Multivariable Cox Regression Analysis Model for Pressure Ulcer Risk Factors
Volatility in Friction and Shear Is Predictive of HAPU Development
A ROC curve was calculated for the Braden score upon admission with the area under the curve being 0.865 (CI, 0.847–0.882) (Fig. 1). Using the standard cut-off for the Braden score for high risk of pressure ulcer development of 18, the sensitivity was 0.35 and the specificity was 0.10. The ROC curve was also calculated for the volatility of the friction and shear component, and the area under the curve was 0.865 (CI, 0.847–0.882) (Fig. 2). An SD of friction and shear component >0.16 units predicts pressure ulcer development with a sensitivity of 0.922 and a specificity of 0.241.
Fig. 2.
ROC of SD of friction and shear. The SD of friction and shear is predictive of HAPU development as the area under the ROC curve is 0.865 (CI, 0.847–0.882).
Utilizing survival analysis, like the Cox regression analysis, prevents bias from differences in lengths of stay between HAPU and non-HAPU patients (about 28 days longer for HAPU patients than non-HAPU patients). The Cox regression analysis on the unified data set demonstrated the following statistically significant variables: volatility of the sensory score with a risk ratio of 2.103 (P < 0.01; CI, 1.246–3.55), volatility of the mobility score with a risk ratio of 0.516 (P = 0.02; CI, 0.291–0.917), and volatility of the friction and shear score with a risk ratio of 28.596 (P < 0.01; CI, 14.494–56.417) (Table 5). Stratifying the patients into high and low risk changed the results of the Cox regression analysis. In patients deemed low risk (Braden score >18), the statistically significant factor is the volatility of the friction and shear component with a risk ratio of 62.5 (P < 0.01; CI, 25.41–153.91) [see table, Supplemental Digital Content 3, which displays the Multivariable Cox Regression Analysis Model for Pressure Ulcer Risk Factors risk stratified to be low risk on admission (Braden score >18), http://links.lww.com/PRSGO/A984].
Table 5.
Braden Score (and Subparts) at the Day of Admission and Day of Ulcer Formation
In patients deemed high risk (Braden score ≤18), the statistically significant factors are volatility of the friction and shear component with a risk ratio of 6.39 (P < 0.01; CI, 2.46–16.62), volatility of the mobility component with a risk ratio of 0.42 (P < 0.02; CI, 0.202–0.881), and volatility of the activity component with a risk ratio of 0.453 (P < 0.01; CI, 0.283–0.726) [see table, Supplemental Digital Content 4, which displays the Multivariable Cox Regression Analysis Model for Pressure Ulcer Risk Factors risk stratified to be high risk on admission (Braden score ≤18), http://links.lww.com/PRSGO/A985].
DISCUSSION
It is common practice for Braden scores to be assessed by nurses and certified nursing assistants. Despite high-quality training, the documentation of HAPU risk remains inherently subjective; however, to our knowledge, this study is one of the first that looks at how these assessments are used in actual clinical practice over a large number of admissions and their relationship to actual HAPU development.
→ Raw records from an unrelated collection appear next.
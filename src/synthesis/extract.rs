//! Formatter extraction from call signatures.
//!
//! A signature is the JavaScript expression the application evaluates at
//! runtime, e.g. `Globalize.currencyFormatter("USD", {style: "code"})(69900)`.
//! Only the formatter factory call matters: its method name selects the
//! formatter kind and its literal arguments become the formatter options.

use std::{fmt, sync::Arc};

use anyhow::{Result, anyhow, bail};
use serde_json::{Map, Number, Value};
use swc_common::{FileName, Globals, SourceMap};
use swc_ecma_ast::{CallExpr, Callee, Expr, Lit, MemberProp, Prop, PropName, PropOrSpread, UnaryOp};
use swc_ecma_parser::{EsSyntax, Parser, StringInput, Syntax};

/// Runtime pieces of the formatting library, in load order.
#[derive(Debug, Clone, Copy, PartialEq, Eq, PartialOrd, Ord, Hash)]
pub enum RuntimeModule {
    Core,
    Number,
    Plural,
    Currency,
    Date,
    Message,
    RelativeTime,
    Unit,
}

impl RuntimeModule {
    /// File name relative to the library's `dist` directory.
    pub fn file_name(self) -> &'static str {
        match self {
            RuntimeModule::Core => "globalize-runtime.js",
            RuntimeModule::Number => "globalize-runtime/number.js",
            RuntimeModule::Plural => "globalize-runtime/plural.js",
            RuntimeModule::Currency => "globalize-runtime/currency.js",
            RuntimeModule::Date => "globalize-runtime/date.js",
            RuntimeModule::Message => "globalize-runtime/message.js",
            RuntimeModule::RelativeTime => "globalize-runtime/relative-time.js",
            RuntimeModule::Unit => "globalize-runtime/unit.js",
        }
    }
}

#[derive(Debug, Clone, Copy, PartialEq, Eq, Hash)]
pub enum FormatterKind {
    DateFormatter,
    DateToPartsFormatter,
    DateParser,
    NumberFormatter,
    NumberToPartsFormatter,
    NumberParser,
    CurrencyFormatter,
    CurrencyToPartsFormatter,
    PluralGenerator,
    RelativeTimeFormatter,
    UnitFormatter,
    MessageFormatter,
}

impl FormatterKind {
    pub const ALL: [FormatterKind; 12] = [
        FormatterKind::DateFormatter,
        FormatterKind::DateToPartsFormatter,
        FormatterKind::DateParser,
        FormatterKind::NumberFormatter,
        FormatterKind::NumberToPartsFormatter,
        FormatterKind::NumberParser,
        FormatterKind::CurrencyFormatter,
        FormatterKind::CurrencyToPartsFormatter,
        FormatterKind::PluralGenerator,
        FormatterKind::RelativeTimeFormatter,
        FormatterKind::UnitFormatter,
        FormatterKind::MessageFormatter,
    ];

    pub fn method(self) -> &'static str {
        match self {
            FormatterKind::DateFormatter => "dateFormatter",
            FormatterKind::DateToPartsFormatter => "dateToPartsFormatter",
            FormatterKind::DateParser => "dateParser",
            FormatterKind::NumberFormatter => "numberFormatter",
            FormatterKind::NumberToPartsFormatter => "numberToPartsFormatter",
            FormatterKind::NumberParser => "numberParser",
            FormatterKind::CurrencyFormatter => "currencyFormatter",
            FormatterKind::CurrencyToPartsFormatter => "currencyToPartsFormatter",
            FormatterKind::PluralGenerator => "pluralGenerator",
            FormatterKind::RelativeTimeFormatter => "relativeTimeFormatter",
            FormatterKind::UnitFormatter => "unitFormatter",
            FormatterKind::MessageFormatter => "messageFormatter",
        }
    }

    pub fn from_method(method: &str) -> Option<Self> {
        Self::ALL.into_iter().find(|kind| kind.method() == method)
    }

    /// Name of the runtime factory that rebuilds this formatter from
    /// precomputed properties.
    pub fn runtime_fn(self) -> String {
        format!("_{}Fn", self.method())
    }

    pub fn runtime_modules(self) -> &'static [RuntimeModule] {
        use RuntimeModule::*;
        match self {
            FormatterKind::DateFormatter
            | FormatterKind::DateToPartsFormatter
            | FormatterKind::DateParser => &[Core, Number, Date],
            FormatterKind::NumberFormatter
            | FormatterKind::NumberToPartsFormatter
            | FormatterKind::NumberParser => &[Core, Number],
            FormatterKind::CurrencyFormatter | FormatterKind::CurrencyToPartsFormatter => {
                &[Core, Number, Currency]
            }
            FormatterKind::PluralGenerator => &[Core, Plural],
            FormatterKind::RelativeTimeFormatter => &[Core, Number, Plural, RelativeTime],
            FormatterKind::UnitFormatter => &[Core, Number, Plural, Unit],
            FormatterKind::MessageFormatter => &[Core, Message],
        }
    }
}

impl fmt::Display for FormatterKind {
    fn fmt(&self, f: &mut fmt::Formatter<'_>) -> fmt::Result {
        f.write_str(self.method())
    }
}

/// A formatter factory call with literal arguments.
#[derive(Debug, Clone, PartialEq)]
pub struct FormatterCall {
    pub kind: FormatterKind,
    pub args: Vec<Value>,
}

impl FormatterCall {
    /// Canonical key, stable across runs: `method(arg,arg)` with JSON args.
    pub fn key(&self) -> String {
        let args: Vec<String> = self.args.iter().map(Value::to_string).collect();
        format!("{}({})", self.kind.method(), args.join(","))
    }

    /// First argument as a string, for kinds that take a name first.
    pub fn string_arg(&self) -> Result<&str> {
        self.args
            .first()
            .and_then(Value::as_str)
            .ok_or_else(|| anyhow!("{} expects a string as its first argument", self.kind))
    }

    /// The options object, wherever it appears in the arguments.
    pub fn options(&self) -> Option<&Map<String, Value>> {
        self.args.iter().find_map(Value::as_object)
    }
}

/// Parse `signature` and extract the formatter factory call in it.
pub fn extract(signature: &str) -> Result<FormatterCall> {
    use swc_common::GLOBALS;

    GLOBALS.set(&Globals::new(), || {
        let source_map = Arc::new(SourceMap::default());
        let source_file =
            source_map.new_source_file(FileName::Anon.into(), signature.to_string());
        let mut parser = Parser::new(
            Syntax::Es(EsSyntax::default()),
            StringInput::from(&*source_file),
            None,
        );
        let expr = parser
            .parse_expr()
            .map_err(|e| anyhow!("Invalid formatter signature `{}`: {:?}", signature, e))?;

        let call = find_factory_call(&expr)
            .ok_or_else(|| anyhow!("No formatter call found in `{}`", signature))?;
        let (method, args) = call;
        let kind = FormatterKind::from_method(method)
            .ok_or_else(|| anyhow!("Unknown formatter `{}` in `{}`", method, signature))?;

        let args = args
            .iter()
            .map(|arg| {
                if arg.spread.is_some() {
                    bail!("Spread arguments are not supported in `{}`", signature);
                }
                literal_to_json(&arg.expr)
                    .map_err(|e| anyhow!("{} in `{}`", e, signature))
            })
            .collect::<Result<Vec<_>>>()?;

        Ok(FormatterCall { kind, args })
    })
}

/// Find `<object>.<method>(args)`, looking through curried calls such as
/// `Globalize.x(opts)(value)`.
fn find_factory_call(expr: &Expr) -> Option<(&str, &[swc_ecma_ast::ExprOrSpread])> {
    match expr {
        Expr::Paren(paren) => find_factory_call(&paren.expr),
        Expr::Call(call) => factory_of(call),
        _ => None,
    }
}

fn factory_of(call: &CallExpr) -> Option<(&str, &[swc_ecma_ast::ExprOrSpread])> {
    let Callee::Expr(callee) = &call.callee else {
        return None;
    };
    match &**callee {
        Expr::Member(member) => match &member.prop {
            MemberProp::Ident(ident) => Some((ident.sym.as_str(), &call.args)),
            _ => None,
        },
        other => find_factory_call(other),
    }
}

fn literal_to_json(expr: &Expr) -> Result<Value> {
    match expr {
        Expr::Paren(paren) => literal_to_json(&paren.expr),
        Expr::Lit(Lit::Str(s)) => Ok(Value::String(s.value.to_string_lossy().to_string())),
        Expr::Lit(Lit::Num(n)) => number(n.value),
        Expr::Lit(Lit::Bool(b)) => Ok(Value::Bool(b.value)),
        Expr::Lit(Lit::Null(_)) => Ok(Value::Null),
        Expr::Unary(unary) if unary.op == UnaryOp::Minus => match &*unary.arg {
            Expr::Lit(Lit::Num(n)) => number(-n.value),
            _ => bail!("Unsupported negation"),
        },
        Expr::Array(array) => array
            .elems
            .iter()
            .map(|elem| match elem {
                Some(elem) if elem.spread.is_none() => literal_to_json(&elem.expr),
                _ => bail!("Unsupported array element"),
            })
            .collect::<Result<Vec<_>>>()
            .map(Value::Array),
        Expr::Object(object) => {
            let mut map = Map::new();
            for prop in &object.props {
                let PropOrSpread::Prop(prop) = prop else {
                    bail!("Unsupported object spread");
                };
                let Prop::KeyValue(kv) = &**prop else {
                    bail!("Only `key: value` properties are supported");
                };
                let key = match &kv.key {
                    PropName::Ident(ident) => ident.sym.to_string(),
                    PropName::Str(s) => s.value.to_string_lossy().to_string(),
                    PropName::Num(n) => n.value.to_string(),
                    _ => bail!("Unsupported property key"),
                };
                map.insert(key, literal_to_json(&kv.value)?);
            }
            Ok(Value::Object(map))
        }
        _ => bail!("Only literal arguments are supported"),
    }
}

fn number(value: f64) -> Result<Value> {
    if value.fract() == 0.0 && value.abs() < i64::MAX as f64 {
        return Ok(Value::Number(Number::from(value as i64)));
    }
    Number::from_f64(value)
        .map(Value::Number)
        .ok_or_else(|| anyhow!("Non-finite number"))
}
use std::{
    collections::BTreeMap,
    fs,
    path::{Path, PathBuf},
    sync::LazyLock,
};

use anyhow::{Context, Result, bail};
use glob::Pattern;
use regex::Regex;
use serde::{Deserialize, Serialize};

use crate::{
    bundler::{BuildOptions, OutputOptions, ResolveOptions},
    inject::{DEFAULT_REQUEST, DEFAULT_RUNTIME_REQUEST, DEFAULT_TARGET},
};

pub const CONFIG_FILE_NAME: &str = ".intlpackrc.json";

static IDENTIFIER_REGEX: LazyLock<Regex> =
    LazyLock::new(|| Regex::new(r"^[A-Za-z_$][A-Za-z0-9_$]*$").unwrap());

const RESERVED_WORDS: &[&str] = &[
    "await", "break", "case", "catch", "class", "const", "continue", "debugger", "default",
    "delete", "do", "else", "enum", "export", "extends", "false", "finally", "for", "function",
    "if", "implements", "import", "in", "instanceof", "interface", "let", "new", "null",
    "package", "private", "protected", "public", "return", "static", "super", "switch", "this",
    "throw", "true", "try", "typeof", "var", "void", "while", "with", "yield",
];

#[derive(Debug, Deserialize, Serialize)]
#[serde(rename_all = "camelCase")]
pub struct Config {
    #[serde(default = "default_entry")]
    pub entry: String,
    #[serde(default)]
    pub output: OutputConfig,
    #[serde(default)]
    pub resolve: ResolveConfig,
    /// Empty the output directory before writing the bundle.
    #[serde(default = "default_clean")]
    pub clean: bool,
    #[serde(default)]
    pub define: DefineConfig,
    #[serde(default)]
    pub globalize: GlobalizeConfig,
}

#[derive(Debug, Deserialize, Serialize)]
#[serde(rename_all = "camelCase")]
pub struct OutputConfig {
    #[serde(default = "default_output_path")]
    pub path: String,
    #[serde(default = "default_output_filename")]
    pub filename: String,
}

#[derive(Debug, Deserialize, Serialize)]
#[serde(rename_all = "camelCase")]
pub struct ResolveConfig {
    #[serde(default = "default_resolve_modules")]
    pub modules: Vec<String>,
    #[serde(default = "default_resolve_extensions")]
    pub extensions: Vec<String>,
}

/// Standard mode: the identifier replaced with merged CLDR data.
#[derive(Debug, Deserialize, Serialize)]
#[serde(rename_all = "camelCase")]
pub struct DefineConfig {
    #[serde(default = "default_define_key")]
    pub key: String,
    #[serde(default = "default_cldr_files")]
    pub cldr_files: Vec<String>,
}

/// Globalize mode: build-time formatter compilation.
#[derive(Debug, Deserialize, Serialize)]
#[serde(rename_all = "camelCase")]
pub struct GlobalizeConfig {
    #[serde(default = "default_locale")]
    pub default_locale: String,
    #[serde(default = "default_cldr_root")]
    pub cldr_root: String,
    #[serde(default = "default_runtime_dist")]
    pub runtime_dist: String,
    /// Resource pattern of the module that receives the formatters.
    #[serde(default = "default_target")]
    pub target: String,
    /// Request pattern redirected to the runtime-only build.
    #[serde(default = "default_request")]
    pub request: String,
    #[serde(default = "default_runtime_request")]
    pub runtime_request: String,
    #[serde(default, skip_serializing_if = "Option::is_none")]
    pub variable: Option<String>,
    #[serde(default = "default_formatters")]
    pub formatters: Vec<String>,
    #[serde(default = "default_messages")]
    pub messages: BTreeMap<String, String>,
}

fn default_entry() -> String {
    "./src/index.js".to_string()
}

fn default_output_path() -> String {
    "dist".to_string()
}

fn default_output_filename() -> String {
    "bundle.js".to_string()
}

fn default_resolve_modules() -> Vec<String> {
    [".", "node_modules"].map(String::from).to_vec()
}

fn default_resolve_extensions() -> Vec<String> {
    [".js", ".jsx"].map(String::from).to_vec()
}

fn default_clean() -> bool {
    true
}

fn default_define_key() -> String {
    "__CLDR_DATA__".to_string()
}

fn default_cldr_files() -> Vec<String> {
    [
        "main/en/ca-gregorian.json",
        "main/en/currencies.json",
        "main/en/dateFields.json",
        "main/en/numbers.json",
        "main/en/timeZoneNames.json",
        "main/en/units.json",
        "supplemental/currencyData.json",
        "supplemental/likelySubtags.json",
        "supplemental/numberingSystems.json",
        "supplemental/ordinals.json",
        "supplemental/plurals.json",
        "supplemental/timeData.json",
        "supplemental/weekData.json",
    ]
    .map(|file| format!("node_modules/cldr-data/{}", file))
    .to_vec()
}

fn default_locale() -> String {
    "en".to_string()
}

fn default_cldr_root() -> String {
    "node_modules/cldr-data".to_string()
}

fn default_runtime_dist() -> String {
    "node_modules/globalize/dist".to_string()
}

fn default_target() -> String {
    DEFAULT_TARGET.to_string()
}

fn default_request() -> String {
    DEFAULT_REQUEST.to_string()
}

fn default_runtime_request() -> String {
    DEFAULT_RUNTIME_REQUEST.to_string()
}

fn default_formatters() -> Vec<String> {
    [
        r#"Globalize.dateFormatter({datetime: "medium"})(new Date())"#,
        r#"Globalize.dateToPartsFormatter()(new Date())"#,
        r#"Globalize.dateParser({skeleton: "GyMMMd"})("Nov 30, 2010 AD")"#,
        r#"Globalize.numberFormatter({maximumFractionDigits: 5})(Math.PI)"#,
        r#"Globalize.numberParser({style: "percent"})("50%")"#,
        r#"Globalize.currencyFormatter("USD", {style: "code"})(69900)"#,
        r#"Globalize.pluralGenerator({type: "ordinal"})(2)"#,
        r#"Globalize.relativeTimeFormatter("month")(3)"#,
        r#"Globalize.unitFormatter("second", {form: "narrow"})(10)"#,
    ]
    .map(String::from)
    .to_vec()
}

fn default_messages() -> BTreeMap<String, String> {
    let guest_info = [
        "{gender, select,",
        "  female {{guestCount, plural, offset:1",
        "    =0 {{host} does not host a party.}",
        "    =1 {{host} invites {guest} to her party.}",
        "    =2 {{host} invites {guest} and one other person to her party.}",
        "    other {{host} invites {guest} and # other people to her party.}}}",
        "  male {{guestCount, plural, offset:1",
        "    =0 {{host} does not host a party.}",
        "    =1 {{host} invites {guest} to his party.}",
        "    =2 {{host} invites {guest} and one other person to his party.}",
        "    other {{host} invites {guest} and # other people to his party.}}}",
        "  other {{guestCount, plural, offset:1",
        "    =0 {{host} does not host a party.}",
        "    =1 {{host} invites {guest} to their party.}",
        "    =2 {{host} invites {guest} and one other person to their party.}",
        "    other {{host} invites {guest} and # other people to their party.}}}}",
    ]
    .join("\n");

    BTreeMap::from([
        (
            "simpleGuestInfo".to_string(),
            "{host} invites {guest} to a party.".to_string(),
        ),
        ("guestInfo".to_string(), guest_info),
    ])
}

impl Default for OutputConfig {
    fn default() -> Self {
        Self {
            path: default_output_path(),
            filename: default_output_filename(),
        }
    }
}

impl Default for ResolveConfig {
    fn default() -> Self {
        Self {
            modules: default_resolve_modules(),
            extensions: default_resolve_extensions(),
        }
    }
}

impl Default for DefineConfig {
    fn default() -> Self {
        Self {
            key: default_define_key(),
            cldr_files: default_cldr_files(),
        }
    }
}

impl Default for GlobalizeConfig {
    fn default() -> Self {
        Self {
            default_locale: default_locale(),
            cldr_root: default_cldr_root(),
            runtime_dist: default_runtime_dist(),
            target: default_target(),
            request: default_request(),
            runtime_request: default_runtime_request(),
            variable: None,
            formatters: default_formatters(),
            messages: default_messages(),
        }
    }
}

impl Default for Config {
    fn default() -> Self {
        Self {
            entry: default_entry(),
            output: OutputConfig::default(),
            resolve: ResolveConfig::default(),
            clean: default_clean(),
            define: DefineConfig::default(),
            globalize: GlobalizeConfig::default(),
        }
    }
}

impl Config {
    /// Validate configuration values.
    ///
    /// Patterns must compile and formatter signatures must not be blank.
    pub fn validate(&self) -> Result<()> {
        if self.entry.trim().is_empty() {
            bail!("'entry' must not be empty");
        }

        for pattern in &self.define.cldr_files {
            Pattern::new(pattern).with_context(|| {
                format!("Invalid glob pattern in 'define.cldrFiles': \"{}\"", pattern)
            })?;
        }

        Regex::new(&self.globalize.target).with_context(|| {
            format!("Invalid regex in 'globalize.target': \"{}\"", self.globalize.target)
        })?;
        Regex::new(&self.globalize.request).with_context(|| {
            format!("Invalid regex in 'globalize.request': \"{}\"", self.globalize.request)
        })?;

        if let Some(variable) = &self.globalize.variable
            && (!IDENTIFIER_REGEX.is_match(variable) || RESERVED_WORDS.contains(&variable.as_str()))
        {
            bail!(
                "'globalize.variable' must be a JavaScript identifier: \"{}\"",
                variable
            );
        }

        if self
            .globalize
            .formatters
            .iter()
            .any(|signature| signature.trim().is_empty())
        {
            bail!("Empty formatter signature in 'globalize.formatters'");
        }

        Ok(())
    }

    /// Bundler options with every path resolved against `base_dir`.
    pub fn build_options(&self, base_dir: &Path) -> BuildOptions {
        BuildOptions {
            context: base_dir.to_path_buf(),
            entry: self.entry.clone(),
            output: OutputOptions {
                path: base_dir.join(&self.output.path),
                filename: self.output.filename.clone(),
            },
            resolve: ResolveOptions {
                modules: self
                    .resolve
                    .modules
                    .iter()
                    .map(|dir| normalize(base_dir.join(dir)))
                    .collect(),
                extensions: self.resolve.extensions.clone(),
            },
        }
    }
}

/// Drop `.` components so `<base>/.` compares equal to `<base>`.
fn normalize(path: PathBuf) -> PathBuf {
    path.components()
        .filter(|component| !matches!(component, std::path::Component::CurDir))
        .collect()
}

pub fn default_config_json() -> Result<String> {
    let config = Config::default();
    serde_json::to_string_pretty(&config).context("Failed to generate default config.")
}

pub fn find_config_file(start_dir: &Path) -> Option<PathBuf> {
    let mut current = start_dir.to_path_buf();

    loop {
        let config_path = current.join(CONFIG_FILE_NAME);
        if config_path.exists() {
            return Some(config_path);
        }
        if current.join(".git").exists() {
            return None;
        }
        if !current.pop() {
            return None;
        }
    }
}

/// Result of loading configuration.
pub struct ConfigLoadResult {
    pub config: Config,
    /// Directory relative paths in the config are resolved against: the
    /// config file's directory, or the start directory when using defaults.
    pub base_dir: PathBuf,
    /// True if config was loaded from a file, false if using defaults.
    pub from_file: bool,
}

pub fn load_config(start_dir: &Path) -> Result<ConfigLoadResult> {
    match find_config_file(start_dir) {
        Some(path) => load_config_file(&path),
        None => Ok(ConfigLoadResult {
            config: Config::default(),
            base_dir: start_dir.to_path_buf(),
            from_file: false,
        }),
    }
}

pub fn load_config_file(path: &Path) -> Result<ConfigLoadResult> {
    let content = fs::read_to_string(path)
        .with_context(|| format!("Failed to read config file: {:?}", path))?;
    let config: Config = serde_json::from_str(&content)
        .with_context(|| format!("Failed to parse config file: {:?}", path))?;
    config.validate()?;
    let base_dir = path
        .parent()
        .map(Path::to_path_buf)
        .unwrap_or_else(|| PathBuf::from("."));
    Ok(ConfigLoadResult {
        config,
        base_dir,
        from_file: true,
    })
}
The admission Braden score is not predictive of HAPU development as the Cox regression analysis does not indicate the Braden score on admission to be a statistically significant variable (P = 0.17; CI, 0.924–1.014) and the area under the ROC curve was low at 0.163 (CI, 0.141–0.185) (Fig. 1). This is probably due to proper risk stratification and appropriate nurse intervention in response to the initial Braden score calculated at the time of admission. At the cut-off score of 18, the sensitivity and specificity of the Braden score upon admission are relatively low with the sensitivity and specificity being 0.35 and 0.10, respectively. In comparison, an initial clinical trial of the Braden score (using a cut-off score 18) had a reported sensitivity and specificity of 0.92 and 0.39, respectively.6
The SD, as a measure of volatility, was used to track changes in a given patients’ status over the course of a given hospital stay. Metrics indicating the SD, or volatility, have been commonly used in other settings to track overall status of stocks and investment portfolios over time and assist with decision-making, so we applied a similar data analysis approach for this study.11,12 Increased volatility in the friction and shear component of the Braden score demonstrates an increased risk of HAPUs with a risk ratio of 28.6 for all patients in the study. This signifies that a change of 1 point in the SD of friction and shear component increased the association of the development of HAPUs by almost 29-fold. The predictive ability of the volatility of friction and shear applied to both high- and low-risk patients as shown by the risk ratio of 62.5 and 6.4, respectively (P < 0.01). Previous studies have demonstrated how predictive the admission Braden score can be and that admission friction and shear has a similar predictive ability with a similar ROC curve.13 However, these previous studies did not account for the impact of clinical intervention to prevent HAPUs. The current study is the first to do so and address the impact of volatility in HAPU metrics for the course of a hospital admission.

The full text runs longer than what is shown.